The schematic flow diagram of the proposed method which contains a CBCT-Net, a sMRI-Net, and a deep fusion net.

2.A. Data acquisition

We retrospectively collected data from 100 patients with prostate cancer treated with external beam radiotherapy. Each dataset includes a CT simulation, a diagnostic MRI, and at least one set of CBCTs during treatment. Varian On-Board Imager CBCT system, with imaging spacing of 0.908 × 0.908 × 2.0 mm3, was used for CBCT acquisition. A Siemens MRI scanner was used to acquire T2-weighted images, specifically a 3D T2-SPACE sequence with 1.0 × 1.0 × 2.0 mm3 voxel size (TR/TE: 1000/123 ms, flip angle: 95°). Institutional review board approval was obtained; no informed consent was required for this HIPAA-compliant retrospective analysis. Ground truth contours were needed for the segmentation network training. The five pelvic organs were first manually contoured on MRIs by physicians. The contours were then propagated to CBCT using image registration software, Velocity AI 3.2.1 (Varian Medical Systems, Palo Alto, CA, USA). The propagated contours were then modified and approved by the physicians to obtain the ground truth for training and testing.
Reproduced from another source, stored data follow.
use thiserror::Error;

#[derive(Debug, Error)]
pub enum ServiceError {
    #[error("conflict: {0}")]
    Conflict(String),
    #[error("store unavailable: {0}")]
    Store(String),
    #[error("data integrity error: {0}")]
    Integrity(String),
    #[error(transparent)]
    Model(#[from] models::errors::ModelError),
}

impl ServiceError {
    pub fn store(context: &str, err: impl std::fmt::Display) -> Self {
        Self::Store(format!("{context}: {err}"))
    }

    /// Failures that come from the backend rather than from the caller's input.
    pub fn is_store_failure(&self) -> bool {
        matches!(self, Self::Store(_) | Self::Integrity(_))
    }
}
//! Catalog record types shared by the service and server crates.

pub mod errors;
pub mod site_entry;
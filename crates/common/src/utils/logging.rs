use std::io;
use tracing_subscriber::{fmt, EnvFilter};

/// Filter used when `RUST_LOG` is unset. Store round-trips log at debug.
const DEFAULT_FILTER: &str = "info,tower_http=info,service::storage=debug";

#[derive(Debug, Clone, Copy, PartialEq, Eq)]
pub enum LogFormat {
    /// Single-line human readable output.
    Compact,
    /// One JSON object per event, for log shippers.
    Json,
}

impl LogFormat {
    /// `json` (any case) selects JSON; everything else is compact.
    pub fn parse(raw: Option<&str>) -> Self {
        match raw.map(str::trim) {
            Some(v) if v.eq_ignore_ascii_case("json") => LogFormat::Json,
            _ => LogFormat::Compact,
        }
    }
}

/// Install the global subscriber writing to stdout. A second call is a no-op.
pub fn init_logging(format: LogFormat) {
    let env_filter = EnvFilter::try_from_default_env().unwrap_or_else(|_| EnvFilter::new(DEFAULT_FILTER));
    let builder = fmt().with_env_filter(env_filter).with_target(false).with_writer(io::stdout);
    let _ = match format {
        LogFormat::Compact => builder.compact().try_init(),
        LogFormat::Json => builder.json().try_init(),
    };
}

/// Pick the format from `LOG_FORMAT`.
pub fn init_logging_from_env() {
    init_logging(LogFormat::parse(std::env::var("LOG_FORMAT").ok().as_deref()));
}

#[cfg(test)]
mod tests {
    use super::*;

    #[test]
    fn log_format_parsing() {
        assert_eq!(LogFormat::parse(Some("JSON")), LogFormat::Json);
        assert_eq!(LogFormat::parse(Some(" json ")), LogFormat::Json);
        assert_eq!(LogFormat::parse(Some("pretty")), LogFormat::Compact);
        assert_eq!(LogFormat::parse(None), LogFormat::Compact);
    }
}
2.B. Synthetic MRI generation

A 3D CycleGAN was used to perform CBCT-to-sMRI mapping. To prepare the paired CBCT-MRI training images, the MR and CBCT images were deformably registered using Velocity AI 3.2.1 (Varian Medical Systems, Palo Alto, CA, USA). Due to the fundamentally different imaging principles between CBCT and MRI, it is difficult to obtain one-to-one intensity mapping between the two. The CycleGAN utilized both targeted transformation (CBCT-to-MRI) and inverse transformation (MRI-to-CBCT) to impose an additional intensity mapping constraint to improve the image quality of the generated sMRI. The CycleGAN was trained using image patches of size 64 × 64 × 64 on a NVIDIA Tesla V100 GPU with 32 GB of memory. Each 3D patch was extracted from paired CBCT and MRIs by sliding the window with overlap to its neighboring patches (Yang et al 2017). This overlap ensures that a continuous whole-image output can be obtained and allows for increased training data for the network. With data augmentation that generated 72 times more training datasets, a total of 6 million 3D image patches were extracted. Once the network was trained, sMRI generation can be performed in 2–5 min, depending on image size. The CycleGAN has a total of 141,763,714 trainable parameters. Detailed information on network implementation was previously described by Lei et al.16

The same 100 patients’ datasets, including CBCT and MRI, were used for 3D CycleGAN training. Inaccurate regisration could result in degraded CBCT-to-MRI image pair quality, which could result in inaccurate sMRI generation. The inaccurate sMRI could in turn degrade the segmentation accuracy of our proposed method. To mitigate this problem, we have carefully reviewed each training CBCT-to-MRI image pair to ensure image alignment for CycleGAN training. The training dataset size for CycleGAN was reduced from 100 to 50 after inaccurate image pairs were excluded. We generated 50 sMRIs using the five CycleGAN models trained in fivefold cross-validation with 10 datasets in each group. To generate sMRI on the excluded 50 patients’ CBCT, we trained another CycleGAN model using the well-aligned 50 patients’ datasets. In this way, we can avoid training and testing using the same patient data.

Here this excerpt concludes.